A abordagem sociointeracional,
valorizada nas OCEM, vem a complementar o processo iniciado pela abordagem
comunicativa cujo fim é a comunicação (TÏLIO, 2013). Assim, para que o processo
comunicativo seja eficiente entre indivíduos de diferentes culturas, se faz
necessário uma reflexão sobre os diferentes modos de pensar e entender hábitos
e valores que permitem uma interação social sensível ao universo de concepções
do outro; uma abordagem não colonizadora.
A construção de novas formas de
trabalho pedagógico sob este viés reflexivo aponta três aspectos como
necessários no ensino de línguas estrangeiras de acordo com Moita Lopes (2003
apud TÍLIO, 2013): a construção de uma base discursiva, desenvolvimento de uma
consciência crítica e o foco em temas transversais.
Estes temas (transversais) não estão
presentes em sala de aula por acaso; estão lá para dizer ao aluno que seu
contexto não é insignificante e o dos outros alunos também não. O conhecimento
construído pela abordagem destes temas contribui para o desenvolvimento de uma
consciência cidadã, ao incluir o aluno em um mundo globalizado em que tudo se
conecta e ao mesmo tempo se expressa dentro de universos particulares com suas
características próprias. Esses aspectos devem ser problematizados na aula de
língua inglesa, dentro de uma perspectiva de letramento crítico (BRASIL, 2006).

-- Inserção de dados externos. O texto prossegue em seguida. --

//! Exact image-source visibility for geometric acoustics.
//!
//! A [`Receiver`] placed in a polygonal scene finds every source surface it
//! can see, directly or through a bounded chain of specular reflections and
//! refractions, together with the exact unoccluded piece of that surface.
//! Visibility is computed in object space by recursively splitting convex
//! view windows along candidate edges; nothing is sampled.
//!
//! # Example
//!
//! ```
//! use echoview::math::DVec3;
//! use echoview::scene::Space;
//! use echoview::{AcousticWorld, WorldDesc};
//! use std::sync::Arc;
//!
//! let mut space = Space::with_presets();
//! space.add_box_room(DVec3::splat(-2.0), DVec3::splat(2.0), 0)?;
//! // a loudspeaker panel below the ceiling
//! space.add_surface(
//!     &[
//!         DVec3::new(-0.5, -0.5, 1.9),
//!         DVec3::new(-0.5, 0.5, 1.9),
//!         DVec3::new(0.5, 0.5, 1.9),
//!         DVec3::new(0.5, -0.5, 1.9),
//!     ],
//!     6,
//! )?;
//!
//! let world = AcousticWorld::new(Arc::new(space), WorldDesc::default())?;
//! let mut receiver = world.receiver(DVec3::ZERO, 0)?;
//! let report = receiver.search();
//! assert_eq!(report.sources.len(), 1);
//! # Ok::<(), echoview::EchoViewError>(())
//! ```

pub mod config;
pub mod error;
pub mod events;
pub mod geometry;
pub mod math;
pub mod receiver;
pub mod scene;
pub mod visibility;
pub mod world;

pub use config::WorldDesc;
pub use error::{EchoViewError, Result};
pub use events::SearchEvent;
pub use receiver::{Receiver, SearchReport, SourcePath};
pub use world::{AcousticWorld, ReceiverSearch};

As quatro habilidades linguísticas
(ler, escrever, ouvir e falar) não são irrelevantes de modo algum para o
letramento crítico, mas não são o fim único. Além do desenvolvimento destas
habilidades, é importante incluir a habilidade de construir significados,
abrangendo os atos de ver, descrever, explicar, entender e pensar. Esta última
habilidade encontra seu canal de desenvolvimento nos multiletramentos através
de todas as suas modalidades (linguístico, visual, sonoro, não-verbal, digital,
multimodal, multicultural e crítico). A principal ferramenta de aplicação do
letramento crítico é o uso de gêneros discursivos que são diversificados e
autênticos como manifestações da língua, de acordo com Bakhtin (2003 apud
TÍLIO, 2013).
A partir das concepções elencadas
acima, cabe a nós profissionais de educação refletir sobre quais habilidades
estamos estimulando os nossos alunos a desenvolver. A diversidade de gêneros
discursivos estará sendo explorada de forma suficiente e os temas transversais
estão sendo abordados de modo a despertar uma consciência cidadã em sala de
aula de língua inglesa?
Por outro lado, a multimodalidade no
campo da linguagem deve ser compreendida como um aparato de estratégias
envolvidas na prática de leitura, incluindo recursos
representacionais além da linguagem verbal, havendo uma interação semântica
entre a fala, imagens, escrita, etc (HEBERLE, 2012).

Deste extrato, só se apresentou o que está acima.